農家の人々も、集まった観客たちも、みなさんのくいっぷりに大喜び。
実に楽しい大会でした。
優勝……『グローバルカレーメイド』春津見・小梢。50鍋、50ナン
準優勝…『さまようこひつじ』メイメイ・ルー。49鍋、49ナン
三位……『世界喰らう竜<ワールドイーター>』ヨルムンガンド。48鍋、48ナン
四位……『彷徨う駿馬』奥州 一悟。
五位……『吸血鬼を狩る吸血鬼』サイモン レクター。
六位同着『神格者』御堂・D・豪斗。
『暴食の剣』リペア・グラディウス。
『フランスパン』上谷・零。
九位……『髭の人』ムスティスラーフ・バイルシュタイン。
十位……『重戦士』ギルバルド・ガイアグラン・アルスレイド。
ご参加、ありがとうございました。
GMコメント
【!依頼内容】
・大食い競技に出場し、よく噛んで味わい、楽しむ。
●ルール
制限時間60分以内にたくさん、きれいに『カレー』を食べた人が勝ちです。
なお、スキル使用禁止。
・カレー(辛口)
直径10センチ深さ4センチのホーロー鍋に入れて出てきます。
必ずナンが1枚ついてきます。
ニンジン、ジャガイモ、牛肉(豚も混じっています)がゴロゴロッと入っています。
ルーにはリンゴと玉ねぎが使われています。
・カレーは鍋の中が『キレイ』になくなった時点で追加できます。
・水は飲み放題です。
その他の飲みものは各自プレイングで指定してください。
※アイテムとして所持している必要はありません。
・おかわりは自分で鍋を取りに行ってもらいます。
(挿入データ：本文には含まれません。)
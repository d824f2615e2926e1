//! Port and connection classification engine.
//!
//! Pipeline: a [`FallbackCoordinator`] captures socket tables through
//! [`ConnectionSource`]s, [`parse`] turns each table into
//! [`ConnectionRecord`]s (classifying the peer with [`is_local`] as it
//! goes), and [`summarize`] folds the records into a [`PortReport`].
//! [`PortAnalyzer`] wires the stages together with service names and
//! interface byte counters.

mod analyzer;
mod classify;
mod collect;
pub mod netdev;
mod parse;
mod record;
mod report;
mod services;
mod source;

pub use analyzer::PortAnalyzer;
pub use classify::{is_foreign_peer, is_local, is_local_ip};
pub use collect::{Collection, CollectionOutcome, FallbackCoordinator, FallbackPolicy};
pub use netdev::InterfaceCounters;
pub use parse::parse;
pub use record::{ConnectionRecord, Protocol, Tool};
pub use report::{PortEntry, PortReport, summarize};
pub use services::{ServiceResolver, ServiceTable};
pub use source::{CommandSource, ConnectionSource};
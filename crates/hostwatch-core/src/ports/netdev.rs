//! Interface byte counters from `/proc/net/dev`.

use std::path::Path;

use serde::Serialize;

use super::record::ConnectionRecord;

#[derive(Debug, Clone, PartialEq, Eq, Serialize)]
pub struct InterfaceCounters {
    pub interface: String,
    pub received_bytes: u64,
    pub sent_bytes: u64,
}

/// Parse `/proc/net/dev` text.
///
/// Header rows (those mentioning `bytes`, or without an `iface:` prefix)
/// are skipped. The kernel glues large counters onto the colon
/// (`eth0:123456`), so the name is split off at the colon rather than at
/// whitespace. Receive bytes is the first counter, transmit bytes the ninth.
pub fn parse_net_dev(text: &str) -> Vec<InterfaceCounters> {
    let mut out = Vec::new();
    for line in text.lines() {
        if line.contains("bytes") {
            continue;
        }
        let Some((name, rest)) = line.split_once(':') else {
            continue;
        };
        let name = name.trim();
        let fields: Vec<&str> = rest.split_whitespace().collect();
        if name.is_empty() || fields.len() < 9 {
            continue;
        }
        let (Ok(received_bytes), Ok(sent_bytes)) =
            (fields[0].parse::<u64>(), fields[8].parse::<u64>())
        else {
            continue;
        };
        out.push(InterfaceCounters {
            interface: name.to_string(),
            received_bytes,
            sent_bytes,
        });
    }
    out
}

/// Read and parse a `/proc/net/dev`-format file. Unreadable → empty.
pub fn read_net_dev(path: &Path) -> Vec<InterfaceCounters> {
    match std::fs::read_to_string(path) {
        Ok(text) => parse_net_dev(&text),
        Err(e) => {
            log::debug!("cannot read {}: {e}", path.display());
            Vec::new()
        }
    }
}

/// Attach the last interface's counters to every port-0 record.
///
/// There is no per-socket byte accounting; this keeps the established
/// behaviour where port-0 rows stand in for interface traffic.
pub fn attach_interface_counters(records: &mut [ConnectionRecord], counters: &[InterfaceCounters]) {
    let Some(last) = counters.last() else {
        return;
    };
    for record in records.iter_mut().filter(|r| r.port == 0) {
        record.received_bytes = last.received_bytes;
        record.sent_bytes = last.sent_bytes;
    }
}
手を上げて催促しても駄目。
運んでいる途中に数滴でも零したら、もう一度戻って新しい鍋と交換です。
・競技中に会場(ロープで囲った範囲)の外へ出ることはできません。
・競技は室外(とある店の前)で行われます。寒いです。
ちなみに長机を並べ、横一列で座って食べてもらいます。
・会場にはカレーに使われている具材の生産者たちも応援にやってきています。
生産者たちはまんべんなく全員を応援してくれます。
個人の応援団とかも来場しているようです(参加者以外の名は出しません)。
【!おねがい】
プレイングの冒頭に飲み物の指定をお願いします。
・1行目:『ひらがな』または『カタカナ』のみで、4文字以上、10文字以内の飲み物1つ
なお、アルコール類は一切禁止いたします。
例1)つめたいコーンスープ
例2)アイスミルクティー
あとは戦術とか、前掛けの柄とか、ご自由にご記載ください。